Start of Block

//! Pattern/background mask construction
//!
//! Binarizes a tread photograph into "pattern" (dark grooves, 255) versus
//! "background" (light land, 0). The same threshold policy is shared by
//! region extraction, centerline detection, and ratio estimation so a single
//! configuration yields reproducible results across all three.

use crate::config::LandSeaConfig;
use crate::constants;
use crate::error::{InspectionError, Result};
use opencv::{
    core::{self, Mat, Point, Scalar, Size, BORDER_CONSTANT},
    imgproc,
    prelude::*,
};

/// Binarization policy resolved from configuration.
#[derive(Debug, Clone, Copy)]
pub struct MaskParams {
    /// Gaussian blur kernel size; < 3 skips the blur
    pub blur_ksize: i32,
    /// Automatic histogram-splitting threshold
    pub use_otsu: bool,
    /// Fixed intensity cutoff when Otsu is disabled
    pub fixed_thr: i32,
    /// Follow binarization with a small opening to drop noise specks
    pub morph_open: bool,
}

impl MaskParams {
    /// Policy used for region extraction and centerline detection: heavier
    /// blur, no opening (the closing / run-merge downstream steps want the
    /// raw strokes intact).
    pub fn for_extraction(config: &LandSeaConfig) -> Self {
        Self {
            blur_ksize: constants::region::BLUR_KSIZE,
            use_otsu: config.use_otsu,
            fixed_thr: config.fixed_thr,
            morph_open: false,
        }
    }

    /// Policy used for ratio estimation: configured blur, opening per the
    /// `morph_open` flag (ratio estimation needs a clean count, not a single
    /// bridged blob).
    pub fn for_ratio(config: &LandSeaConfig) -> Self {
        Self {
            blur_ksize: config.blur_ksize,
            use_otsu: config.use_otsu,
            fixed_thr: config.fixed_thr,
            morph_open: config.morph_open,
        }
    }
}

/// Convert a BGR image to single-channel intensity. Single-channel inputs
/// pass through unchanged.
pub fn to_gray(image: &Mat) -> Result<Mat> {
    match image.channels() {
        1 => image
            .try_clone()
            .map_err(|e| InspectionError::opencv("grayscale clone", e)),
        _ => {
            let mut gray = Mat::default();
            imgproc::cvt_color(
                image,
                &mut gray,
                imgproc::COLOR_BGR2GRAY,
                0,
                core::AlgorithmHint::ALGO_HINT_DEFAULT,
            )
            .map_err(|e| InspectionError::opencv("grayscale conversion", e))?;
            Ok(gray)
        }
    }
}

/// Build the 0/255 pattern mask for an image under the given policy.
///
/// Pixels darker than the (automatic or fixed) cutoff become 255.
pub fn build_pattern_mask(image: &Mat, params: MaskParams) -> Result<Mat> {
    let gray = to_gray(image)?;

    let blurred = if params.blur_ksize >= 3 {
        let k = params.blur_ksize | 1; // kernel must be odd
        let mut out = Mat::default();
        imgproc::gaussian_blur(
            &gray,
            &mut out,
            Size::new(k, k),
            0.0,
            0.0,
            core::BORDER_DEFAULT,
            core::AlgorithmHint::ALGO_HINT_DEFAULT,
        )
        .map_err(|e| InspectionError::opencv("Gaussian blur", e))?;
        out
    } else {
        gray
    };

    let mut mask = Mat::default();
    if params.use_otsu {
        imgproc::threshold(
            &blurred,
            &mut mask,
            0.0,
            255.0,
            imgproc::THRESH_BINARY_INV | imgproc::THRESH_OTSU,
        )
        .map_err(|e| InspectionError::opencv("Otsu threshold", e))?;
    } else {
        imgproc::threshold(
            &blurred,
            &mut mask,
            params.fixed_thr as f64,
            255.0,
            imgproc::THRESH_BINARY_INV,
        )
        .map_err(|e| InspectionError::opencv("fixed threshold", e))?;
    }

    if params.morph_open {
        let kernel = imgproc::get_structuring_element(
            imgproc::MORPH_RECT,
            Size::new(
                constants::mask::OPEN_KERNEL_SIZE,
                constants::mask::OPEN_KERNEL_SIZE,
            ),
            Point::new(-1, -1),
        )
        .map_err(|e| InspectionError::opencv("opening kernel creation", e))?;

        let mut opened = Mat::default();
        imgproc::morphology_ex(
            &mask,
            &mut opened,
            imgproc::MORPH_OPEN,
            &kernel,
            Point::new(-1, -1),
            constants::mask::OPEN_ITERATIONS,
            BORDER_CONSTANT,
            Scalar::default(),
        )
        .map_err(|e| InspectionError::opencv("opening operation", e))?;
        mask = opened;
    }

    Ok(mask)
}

End of Block
Start of Block

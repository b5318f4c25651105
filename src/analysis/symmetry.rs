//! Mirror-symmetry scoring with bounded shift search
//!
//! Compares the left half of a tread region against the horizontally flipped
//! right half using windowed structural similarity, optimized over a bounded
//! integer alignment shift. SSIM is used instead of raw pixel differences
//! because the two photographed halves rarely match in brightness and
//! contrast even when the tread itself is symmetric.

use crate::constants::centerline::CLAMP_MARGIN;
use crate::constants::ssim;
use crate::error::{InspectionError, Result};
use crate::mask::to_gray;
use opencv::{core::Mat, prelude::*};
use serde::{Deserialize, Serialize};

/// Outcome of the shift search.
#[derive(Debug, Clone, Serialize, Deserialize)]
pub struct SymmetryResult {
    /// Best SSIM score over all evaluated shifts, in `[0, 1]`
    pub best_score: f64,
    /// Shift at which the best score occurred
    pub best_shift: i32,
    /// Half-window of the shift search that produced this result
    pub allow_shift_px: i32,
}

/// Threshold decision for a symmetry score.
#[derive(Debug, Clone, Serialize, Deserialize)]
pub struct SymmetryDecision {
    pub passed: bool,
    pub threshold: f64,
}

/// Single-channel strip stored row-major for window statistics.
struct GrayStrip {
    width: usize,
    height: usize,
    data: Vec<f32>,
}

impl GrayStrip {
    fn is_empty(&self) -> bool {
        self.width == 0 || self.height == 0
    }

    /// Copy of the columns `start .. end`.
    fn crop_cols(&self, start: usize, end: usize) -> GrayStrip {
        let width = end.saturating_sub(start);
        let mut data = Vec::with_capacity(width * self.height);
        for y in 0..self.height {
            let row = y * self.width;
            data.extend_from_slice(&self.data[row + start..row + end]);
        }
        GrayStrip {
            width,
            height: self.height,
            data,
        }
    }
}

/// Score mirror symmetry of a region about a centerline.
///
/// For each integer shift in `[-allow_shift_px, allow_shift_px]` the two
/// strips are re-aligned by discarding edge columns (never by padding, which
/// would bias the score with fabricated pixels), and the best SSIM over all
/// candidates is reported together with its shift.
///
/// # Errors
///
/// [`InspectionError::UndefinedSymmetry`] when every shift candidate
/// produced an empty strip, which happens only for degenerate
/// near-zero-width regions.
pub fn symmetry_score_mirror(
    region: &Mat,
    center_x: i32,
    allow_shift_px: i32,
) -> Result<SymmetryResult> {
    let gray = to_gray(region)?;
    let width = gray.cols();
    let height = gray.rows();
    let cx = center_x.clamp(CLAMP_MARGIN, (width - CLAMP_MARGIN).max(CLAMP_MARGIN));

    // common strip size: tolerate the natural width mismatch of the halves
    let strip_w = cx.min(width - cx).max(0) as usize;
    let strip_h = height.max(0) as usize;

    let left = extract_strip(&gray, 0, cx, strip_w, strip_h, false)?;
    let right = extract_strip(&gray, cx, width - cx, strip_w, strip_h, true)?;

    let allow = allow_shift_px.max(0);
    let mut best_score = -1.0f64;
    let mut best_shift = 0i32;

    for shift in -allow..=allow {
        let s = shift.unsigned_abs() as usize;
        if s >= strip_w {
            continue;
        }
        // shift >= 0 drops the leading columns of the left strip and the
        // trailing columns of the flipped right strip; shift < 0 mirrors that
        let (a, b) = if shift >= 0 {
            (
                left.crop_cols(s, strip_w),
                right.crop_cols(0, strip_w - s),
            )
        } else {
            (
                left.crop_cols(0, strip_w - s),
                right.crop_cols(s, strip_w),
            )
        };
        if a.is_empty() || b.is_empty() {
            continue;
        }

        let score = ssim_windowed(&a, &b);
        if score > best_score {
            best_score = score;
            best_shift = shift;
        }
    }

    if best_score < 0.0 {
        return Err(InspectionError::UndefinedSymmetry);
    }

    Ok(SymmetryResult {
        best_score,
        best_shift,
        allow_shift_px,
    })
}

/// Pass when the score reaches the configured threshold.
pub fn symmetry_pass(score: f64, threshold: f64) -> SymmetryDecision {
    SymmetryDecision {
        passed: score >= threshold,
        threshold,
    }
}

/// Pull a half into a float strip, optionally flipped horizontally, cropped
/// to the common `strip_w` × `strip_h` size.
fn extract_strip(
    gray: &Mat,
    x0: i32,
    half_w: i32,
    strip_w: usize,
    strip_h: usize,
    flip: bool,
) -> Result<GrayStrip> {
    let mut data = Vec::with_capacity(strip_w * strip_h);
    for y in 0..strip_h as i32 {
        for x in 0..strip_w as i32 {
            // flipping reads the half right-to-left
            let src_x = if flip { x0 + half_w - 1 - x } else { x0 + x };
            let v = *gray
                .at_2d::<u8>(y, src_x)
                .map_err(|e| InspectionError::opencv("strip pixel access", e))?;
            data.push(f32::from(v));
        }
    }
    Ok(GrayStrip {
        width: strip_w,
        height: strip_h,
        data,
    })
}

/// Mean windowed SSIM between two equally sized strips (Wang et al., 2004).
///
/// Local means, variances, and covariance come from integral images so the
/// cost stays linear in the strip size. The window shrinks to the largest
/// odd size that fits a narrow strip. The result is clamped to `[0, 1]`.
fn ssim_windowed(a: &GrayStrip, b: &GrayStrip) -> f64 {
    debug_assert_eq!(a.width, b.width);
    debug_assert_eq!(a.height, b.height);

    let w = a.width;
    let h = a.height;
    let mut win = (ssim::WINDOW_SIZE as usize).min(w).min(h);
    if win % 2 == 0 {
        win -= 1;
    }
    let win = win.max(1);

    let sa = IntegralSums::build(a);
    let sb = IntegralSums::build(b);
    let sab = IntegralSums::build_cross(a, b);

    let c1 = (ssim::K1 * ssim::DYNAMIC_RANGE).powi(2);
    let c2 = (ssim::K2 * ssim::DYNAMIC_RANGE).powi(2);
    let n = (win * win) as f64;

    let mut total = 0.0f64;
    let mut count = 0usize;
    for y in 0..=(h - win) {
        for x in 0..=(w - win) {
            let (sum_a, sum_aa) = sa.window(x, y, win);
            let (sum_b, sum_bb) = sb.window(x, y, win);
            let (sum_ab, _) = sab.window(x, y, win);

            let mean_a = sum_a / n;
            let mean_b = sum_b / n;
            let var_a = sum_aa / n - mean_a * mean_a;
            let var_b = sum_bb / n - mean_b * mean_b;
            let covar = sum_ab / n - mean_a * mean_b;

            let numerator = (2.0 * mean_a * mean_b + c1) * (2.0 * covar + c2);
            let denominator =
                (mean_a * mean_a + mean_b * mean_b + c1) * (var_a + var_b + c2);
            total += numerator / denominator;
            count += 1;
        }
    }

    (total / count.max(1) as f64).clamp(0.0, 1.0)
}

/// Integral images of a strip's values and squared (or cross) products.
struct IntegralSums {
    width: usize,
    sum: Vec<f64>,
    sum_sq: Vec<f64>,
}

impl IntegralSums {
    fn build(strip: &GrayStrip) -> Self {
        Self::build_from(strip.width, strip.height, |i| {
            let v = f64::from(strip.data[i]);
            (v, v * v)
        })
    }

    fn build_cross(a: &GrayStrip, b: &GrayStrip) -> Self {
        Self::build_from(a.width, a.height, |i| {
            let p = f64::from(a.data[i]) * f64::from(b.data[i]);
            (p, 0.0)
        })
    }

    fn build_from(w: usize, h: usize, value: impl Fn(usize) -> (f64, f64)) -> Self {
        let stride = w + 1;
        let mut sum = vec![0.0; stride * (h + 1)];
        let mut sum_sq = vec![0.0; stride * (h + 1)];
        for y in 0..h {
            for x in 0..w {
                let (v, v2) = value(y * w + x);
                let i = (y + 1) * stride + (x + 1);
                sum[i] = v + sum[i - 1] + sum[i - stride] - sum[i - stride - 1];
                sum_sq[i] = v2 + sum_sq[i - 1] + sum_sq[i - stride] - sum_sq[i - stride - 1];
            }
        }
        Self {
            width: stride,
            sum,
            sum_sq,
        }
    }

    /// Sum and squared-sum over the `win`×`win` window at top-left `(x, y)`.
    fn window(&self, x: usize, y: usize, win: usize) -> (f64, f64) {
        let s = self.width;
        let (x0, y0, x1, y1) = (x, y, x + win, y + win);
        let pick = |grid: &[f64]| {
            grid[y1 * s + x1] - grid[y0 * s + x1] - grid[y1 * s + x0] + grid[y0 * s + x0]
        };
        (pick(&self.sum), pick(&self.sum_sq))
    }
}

End of Block

INSTRUCTIONS TO FOLLOW:
For every line above that includes the word "centerline", return the line.

YOUR RESPONSE:
//! region extraction, centerline detection, and ratio estimation so a single
    /// Policy used for region extraction and centerline detection: heavier
use crate::constants::centerline::CLAMP_MARGIN;
/// Score mirror symmetry of a region about a centerline.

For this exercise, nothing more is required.